Wagner mutiny: Kremlin survived two other revolts since fall of Berlin Wall

In 1993, Yeltsin crushed rebellion by ordering tanks and troops to fire on White House on October 4

By
AFP
Members of Wagner group patrol the centre of Rostov-on-Don, — a hub for Russia’s Ukraine campaign — where the rebellious Wagner mercenary force said it had taken over key facilities on June 24, 2023. — AFP
Members of Wagner group patrol the centre of Rostov-on-Don, — a hub for Russia’s Ukraine campaign — where the rebellious Wagner mercenary force said it had taken over key facilities on June 24, 2023. — AFP

After the "failed coup" by the Russian mercenary group Wagner against Moscow, AFP looks back at the previous biggest threats survived by the Kremlin since the fall of the Berlin Wall in 1989.

Failed coup of 1991 

In August 1991, four months before the collapse of the Soviet Union, president Mikhail Gorbachev survived a failed attempt by Communist hardliners to seize power to prevent the signature of a treaty granting a large degree of autonomy to the 15 republics that made up the USSR.

Gorbachev was on holiday at his dacha in Crimea when he was taken prisoner there by the KGB, the Soviet secret police, on August 19. Troops and tanks were also deployed on the streets of Moscow.

Over the next three days, tens of thousands of people took to the streets to defend Russian democracy.

The resistance centred on the White House, the parliament building in Moscow, which became a symbol of opposition to the putsch.

Boris Yeltsin, the newly elected president of the Russian republic -- the USSR's largest — led the fightback, famously addressing crowds atop one of the tanks that surrounded parliament.

Within two days the coup had petered out and Gorbachev returned to Moscow a day after it ended, but the episode undermined his influence and made Yeltsin the dominant leader.

Within a few months, Soviet republics began declaring independence.

 Parliamentary revolt of 1993 

Two years later, between September 21 and October 4, 1993, Yeltsin found himself at the centre of an even bigger crisis, when hardline Communist and nationalist deputies led a bloody revolt that ended with tanks attacking parliament.

The rebellion erupted after months of political deadlock, after Yeltsin signed a decree to dissolve the Supreme Soviet, as the legislature was called at the time.

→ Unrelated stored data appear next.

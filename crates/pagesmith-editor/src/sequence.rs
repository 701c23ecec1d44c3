// SPDX-License-Identifier: PMPL-1.0-or-later
// Copyright (c) 2026 Jonathan D.A. Jewell (hyperpolymath) <jonathan.jewell@open.ac.uk>
//
// Edit sequence — the ordered list of output pages.
//
// Every operation returns a new sequence and leaves the receiver untouched, so
// a snapshot taken before an edit (for example by a save in progress) never
// changes underneath its holder.

use std::collections::HashSet;
use std::sync::Arc;

use pagesmith_core::error::{PagesmithError, Result};
use pagesmith_core::{PageDescriptor, PageId};
use tracing::debug;

/// Ordered page descriptors. Cheap to clone.
#[derive(Debug, Clone, Default, PartialEq)]
pub struct EditSequence {
    pages: Arc<Vec<PageDescriptor>>,
}

impl EditSequence {
    /// One `Original` descriptor per source page, in source order, each with
    /// a fresh identity and no rotation.
    pub fn initialize(page_count: usize) -> Self {
        Self::from_pages((0..page_count).map(PageDescriptor::original).collect())
    }

    fn from_pages(pages: Vec<PageDescriptor>) -> Self {
        Self {
            pages: Arc::new(pages),
        }
    }

    /// The empty sequence.
    pub fn reset(&self) -> Self {
        Self::default()
    }

    pub fn len(&self) -> usize {
        self.pages.len()
    }

    pub fn is_empty(&self) -> bool {
        self.pages.is_empty()
    }

    pub fn iter(&self) -> std::slice::Iter<'_, PageDescriptor> {
        self.pages.iter()
    }

    pub fn as_slice(&self) -> &[PageDescriptor] {
        &self.pages
    }

    pub fn position_of(&self, id: PageId) -> Option<usize> {
        self.pages.iter().position(|page| page.id == id)
    }

    pub fn get(&self, id: PageId) -> Option<&PageDescriptor> {
        self.pages.iter().find(|page| page.id == id)
    }

    pub fn contains(&self, id: PageId) -> bool {
        self.position_of(id).is_some()
    }

    fn require(&self, id: PageId) -> Result<usize> {
        self.position_of(id).ok_or(PagesmithError::NotFound(id))
    }

    fn check_position(&self, position: usize) -> Result<()> {
        if position < self.pages.len() {
            Ok(())
        } else {
            Err(PagesmithError::Range {
                position,
                len: self.pages.len(),
            })
        }
    }

    /// Move the page at `from` to `to`, shifting the pages in between.
    pub fn reorder(&self, from: usize, to: usize) -> Result<Self> {
        self.check_position(from)?;
        self.check_position(to)?;
        if from == to {
            return Ok(self.clone());
        }
        let mut pages = self.pages.to_vec();
        let moved = pages.remove(from);
        pages.insert(to, moved);
        debug!(from, to, "Page moved");
        Ok(Self::from_pages(pages))
    }

    /// Remove a page. Also returns the page to select next: the one now at the
    /// deleted position, else the new last page, else none.
    pub fn delete(&self, id: PageId) -> Result<(Self, Option<PageId>)> {
        self.delete_many(&[id])
    }

    /// Remove several pages at once. Fails without changes if any is missing.
    pub fn delete_many(&self, ids: &[PageId]) -> Result<(Self, Option<PageId>)> {
        let mut first_position = usize::MAX;
        for &id in ids {
            first_position = first_position.min(self.require(id)?);
        }
        let doomed: HashSet<PageId> = ids.iter().copied().collect();
        let pages: Vec<PageDescriptor> = self
            .pages
            .iter()
            .filter(|page| !doomed.contains(&page.id))
            .cloned()
            .collect();

        let neighbour = pages
            .get(first_position)
            .or_else(|| pages.last())
            .map(|page| page.id);
        debug!(removed = doomed.len(), remaining = pages.len(), "Pages deleted");
        Ok((Self::from_pages(pages), neighbour))
    }

    /// Insert a blank page directly after `after`. Returns the new page's id.
    pub fn insert_blank(&self, after: PageId) -> Result<(Self, PageId)> {
        let position = self.require(after)?;
        let blank = PageDescriptor::blank();
        let id = blank.id;
        let mut pages = self.pages.to_vec();
        pages.insert(position + 1, blank);
        Ok((Self::from_pages(pages), id))
    }

    /// Append a blank page at the end. Works on an empty sequence too.
    pub fn push_blank(&self) -> (Self, PageId) {
        let blank = PageDescriptor::blank();
        let id = blank.id;
        let mut pages = self.pages.to_vec();
        pages.push(blank);
        (Self::from_pages(pages), id)
    }

    /// Add `delta` (a multiple of 90, negative allowed) to a page's rotation.
    pub fn rotate(&self, id: PageId, delta: i32) -> Result<Self> {
        self.rotate_many(&[id], delta)
    }

    /// Rotate several pages by the same delta. Fails without changes if any
    /// page is missing or the delta is not a right angle.
    pub fn rotate_many(&self, ids: &[PageId], delta: i32) -> Result<Self> {
        let mut pages = self.pages.to_vec();
        for &id in ids {
            let position = self.require(id)?;
            let page = &mut pages[position];
            page.rotation = page.rotation.rotated_by(delta)?;
        }
        Ok(Self::from_pages(pages))
    }
}

impl<'a> IntoIterator for &'a EditSequence {
    type Item = &'a PageDescriptor;
    type IntoIter = std::slice::Iter<'a, PageDescriptor>;

    fn into_iter(self) -> Self::IntoIter {
        self.iter()
    }
}
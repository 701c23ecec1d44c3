// SPDX-License-Identifier: PMPL-1.0-or-later
// Copyright (c) 2026 Jonathan D.A. Jewell (hyperpolymath) <jonathan.jewell@open.ac.uk>
//
// Unified error types for Pagesmith.

use thiserror::Error;

use crate::types::PageId;

/// Top-level error type for all Pagesmith operations.
#[derive(Debug, Error)]
pub enum PagesmithError {
    // -- Input documents --
    #[error("failed to parse document: {0}")]
    Parse(String),

    #[error("failed to render page {page_index}: {reason}")]
    Render { page_index: usize, reason: String },

    // -- Edit model --
    #[error("position {position} out of range (sequence has {len} pages)")]
    Range { position: usize, len: usize },

    #[error("page {0} is not in the edit sequence")]
    NotFound(PageId),

    #[error("annotation {0} does not exist")]
    AnnotationNotFound(String),

    #[error("rotation must be a multiple of 90, got {0}")]
    InvalidRotation(i32),

    #[error("invalid annotation geometry: {0}")]
    InvalidGeometry(String),

    #[error("zoom factor must be positive and finite, got {0}")]
    Zoom(f64),

    // -- Session --
    #[error("no document is loaded")]
    NoDocument,

    #[error("a save is already in progress")]
    Busy,

    // -- Rebuild --
    #[error("failed to copy original page {page_index}: {reason}")]
    Rebuild { page_index: usize, reason: String },

    #[error("failed to draw annotation: {0}")]
    Annotation(String),

    #[error("PDF operation failed: {0}")]
    Pdf(String),

    #[error("image processing failed: {0}")]
    Image(String),

    // -- Output --
    #[error("archive error: {0}")]
    Archive(String),

    #[error("file I/O error: {0}")]
    Io(#[from] std::io::Error),

    #[error("serialization error: {0}")]
    Serialization(#[from] serde_json::Error),
}

/// Alias used throughout the codebase.
pub type Result<T> = std::result::Result<T, PagesmithError>;
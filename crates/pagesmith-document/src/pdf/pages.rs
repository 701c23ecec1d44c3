// SPDX-License-Identifier: PMPL-1.0-or-later
// Copyright (c) 2026 Jonathan D.A. Jewell (hyperpolymath) <jonathan.jewell@open.ac.uk>
//
// Page assembly — a fresh output document with its own page tree, and a
// copier that imports pages (plus everything they reference) from a source
// document.

use std::collections::HashMap;

use lopdf::{Dictionary, Document, Object, ObjectId, Stream, dictionary};
use pagesmith_core::error::{PagesmithError, Result};
use pagesmith_core::{PageSize, Rotation};
use tracing::{debug, warn};

use super::reader::{SourceDocument, inherited_attribute, resolve};
use crate::raster::decode::decoded_page_content;

/// Page attributes that PDF lets a page inherit from its ancestors. They are
/// materialised on the copy because the copy gets a new parent.
const INHERITABLE: &[&[u8]] = &[b"MediaBox", b"CropBox", b"Resources", b"Rotate"];

fn media_box(size: PageSize) -> Vec<Object> {
    vec![
        0.into(),
        0.into(),
        (size.width as f32).into(),
        (size.height as f32).into(),
    ]
}

/// An output document under construction.
pub(crate) struct OutputDocument {
    document: Document,
    pages_id: ObjectId,
    kids: Vec<ObjectId>,
    sizes: Vec<PageSize>,
}

impl OutputDocument {
    pub(crate) fn new(version: &str) -> Self {
        let mut document = Document::with_version(version);
        let pages_id = document.new_object_id();
        let catalog_id = document.add_object(dictionary! {
            "Type" => "Catalog",
            "Pages" => pages_id,
        });
        document.trailer.set("Root", catalog_id);
        Self {
            document,
            pages_id,
            kids: Vec::new(),
            sizes: Vec::new(),
        }
    }

    pub(crate) fn document_mut(&mut self) -> &mut Document {
        &mut self.document
    }

    pub(crate) fn page_count(&self) -> usize {
        self.kids.len()
    }

    /// Object id and size of the output page at `position`.
    pub(crate) fn page(&self, position: usize) -> Option<(ObjectId, PageSize)> {
        Some((*self.kids.get(position)?, *self.sizes.get(position)?))
    }

    /// Append an empty page of the given size.
    pub(crate) fn push_blank(&mut self, size: PageSize) -> ObjectId {
        let contents_id = self.document.add_object(Stream::new(dictionary! {}, Vec::new()));
        let page_id = self.document.add_object(dictionary! {
            "Type" => "Page",
            "Parent" => self.pages_id,
            "MediaBox" => media_box(size),
            "Resources" => dictionary! {},
            "Contents" => contents_id,
        });
        self.kids.push(page_id);
        self.sizes.push(size);
        page_id
    }

    /// Append a page whose content is the given stream and resources.
    pub(crate) fn push_page(
        &mut self,
        size: PageSize,
        resources: Dictionary,
        content: Vec<u8>,
    ) -> ObjectId {
        let contents_id = self.document.add_object(Stream::new(dictionary! {}, content));
        let page_id = self.document.add_object(dictionary! {
            "Type" => "Page",
            "Parent" => self.pages_id,
            "MediaBox" => media_box(size),
            "Resources" => resources,
            "Contents" => contents_id,
        });
        self.kids.push(page_id);
        self.sizes.push(size);
        page_id
    }

    /// Copy page `page_index` of the copier's source and append it. When
    /// `rotation` is given it replaces the page's /Rotate outright.
    pub(crate) fn push_copy(
        &mut self,
        copier: &mut PageCopier<'_>,
        page_index: usize,
        rotation: Option<Rotation>,
    ) -> Result<ObjectId> {
        let page_id = copier.copy_page(&mut self.document, page_index)?;
        let dict = self
            .document
            .get_object_mut(page_id)
            .and_then(Object::as_dict_mut)
            .map_err(|err| PagesmithError::Rebuild {
                page_index,
                reason: format!("copied page is not a dictionary: {err}"),
            })?;
        dict.set("Parent", self.pages_id);
        if let Some(rotation) = rotation {
            dict.set("Rotate", i64::from(rotation.degrees()));
        }
        self.kids.push(page_id);
        self.sizes.push(copier.source.page_size(page_index)?);
        Ok(page_id)
    }

    /// Write the page tree root and serialise.
    pub(crate) fn finish(mut self) -> Result<Vec<u8>> {
        let kids: Vec<Object> = self.kids.iter().map(|&id| Object::Reference(id)).collect();
        let count = kids.len() as i64;
        self.document.objects.insert(
            self.pages_id,
            Object::Dictionary(dictionary! {
                "Type" => "Pages",
                "Kids" => kids,
                "Count" => count,
            }),
        );
        self.document.compress();

        let mut output = Vec::new();
        self.document
            .save_to(&mut output)
            .map_err(|err| PagesmithError::Pdf(format!("failed to serialise PDF: {}", err)))?;
        debug!(pages = count, output_bytes = output.len(), "Output document serialised");
        Ok(output)
    }
}

/// Imports pages from one source document into an output document.
///
/// Objects shared between pages (fonts, images, resource dictionaries) are
/// copied once per copier and reused, and reference cycles are followed only
/// once. Use one copier per source per output document.
pub(crate) struct PageCopier<'a> {
    source: &'a SourceDocument,
    copied: HashMap<ObjectId, ObjectId>,
}

impl<'a> PageCopier<'a> {
    pub(crate) fn new(source: &'a SourceDocument) -> Self {
        Self {
            source,
            copied: HashMap::new(),
        }
    }

    /// Deep-copy a page into `target`, returning the new page's id. The copy
    /// has no /Parent yet.
    pub(crate) fn copy_page(
        &mut self,
        target: &mut Document,
        page_index: usize,
    ) -> Result<ObjectId> {
        let rebuild_err = |reason: String| PagesmithError::Rebuild { page_index, reason };
        let source = self.source;
        let source_doc = source.document();
        let source_page_id = source
            .page_object_id(page_index)
            .map_err(|err| rebuild_err(err.to_string()))?;

        let mut page = source_doc
            .get_dictionary(source_page_id)
            .map_err(|err| rebuild_err(format!("page object unreadable: {err}")))?
            .clone();

        // The page's own /Parent links back into the source page tree; the
        // caller sets the output parent. Nested /Parent keys (popups, form
        // fields) are ordinary references and are copied.
        page.remove(b"Parent");

        // Fail here rather than emit a page whose content cannot be read.
        decoded_page_content(source_doc, source_page_id).map_err(rebuild_err)?;

        for key in INHERITABLE {
            if !page.has(key) {
                if let Some(value) = inherited_attribute(source_doc, source_page_id, key) {
                    page.set(key.to_vec(), resolve(source_doc, value).clone());
                }
            }
        }

        // Each copy of a page is a distinct object even when the same source
        // page is imported twice; shared resources stay shared.
        let new_page_id = target.new_object_id();
        let previous = self.copied.insert(source_page_id, new_page_id);

        let cloned = self.clone_dictionary(target, &page);
        match previous {
            Some(prior) => {
                self.copied.insert(source_page_id, prior);
            }
            None => {
                self.copied.remove(&source_page_id);
            }
        }
        let cloned = cloned.map_err(rebuild_err)?;

        target.objects.insert(new_page_id, Object::Dictionary(cloned));
        Ok(new_page_id)
    }

    fn clone_dictionary(
        &mut self,
        target: &mut Document,
        dict: &Dictionary,
    ) -> std::result::Result<Dictionary, String> {
        let mut out = Dictionary::new();
        for (key, value) in dict.iter() {
            out.set(key.clone(), self.clone_object(target, value)?);
        }
        Ok(out)
    }

    fn clone_object(
        &mut self,
        target: &mut Document,
        object: &Object,
    ) -> std::result::Result<Object, String> {
        match object {
            Object::Reference(id) => Ok(Object::Reference(self.clone_reference(target, *id)?)),
            Object::Dictionary(dict) => {
                Ok(Object::Dictionary(self.clone_dictionary(target, dict)?))
            }
            Object::Array(items) => items
                .iter()
                .map(|item| self.clone_object(target, item))
                .collect::<std::result::Result<Vec<_>, _>>()
                .map(Object::Array),
            Object::Stream(stream) => {
                let dict = self.clone_dictionary(target, &stream.dict)?;
                let mut copy = Stream::new(dict, stream.content.clone());
                copy.allows_compression = stream.allows_compression;
                Ok(Object::Stream(copy))
            }
            other => Ok(other.clone()),
        }
    }

    fn clone_reference(
        &mut self,
        target: &mut Document,
        source_id: ObjectId,
    ) -> std::result::Result<ObjectId, String> {
        if let Some(&existing) = self.copied.get(&source_id) {
            return Ok(existing);
        }
        let source = self.source;
        let referenced = match source.document().get_object(source_id) {
            Ok(object) => object,
            Err(err) => {
                // A dangling reference means null in PDF.
                warn!(?source_id, %err, "Cannot resolve reference, using Null");
                let null_id = target.add_object(Object::Null);
                self.copied.insert(source_id, null_id);
                return Ok(null_id);
            }
        };

        // Reserve the id first so cycles resolve to it.
        let new_id = target.new_object_id();
        self.copied.insert(source_id, new_id);
        let cloned = self.clone_object(target, referenced)?;
        target.objects.insert(new_id, cloned);
        Ok(new_id)
    }
}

It set up a standoff with the Communist-dominated parliament, which voted to remove Yeltsin as leader and give his powers to vice-president Alexander Rutskoy, who joined the opposition.

Parliament supporters barricaded themselves with rebel MPs inside the White House while Yeltsin's opponents demonstrated outside.

The rebels seized the Moscow mayor's offices and took over part of the state television centre.

Yeltsin eventually crushed the rebellion by ordering tanks and troops to fire on the White House on October 4.

The entire floors of the 18-storey building were reduced to rubble and the leaders of the rebellion were jailed.

The number of people killed is officially listed at 148, though the rebels claimed that some 1,000 people died.

In December that year, a new constitution boosting the powers of the president was adopted by referendum.

But Yeltsin's supporters suffered losses in parliamentary elections, and MPs later voted to grant amnesty to the leaders of the uprising.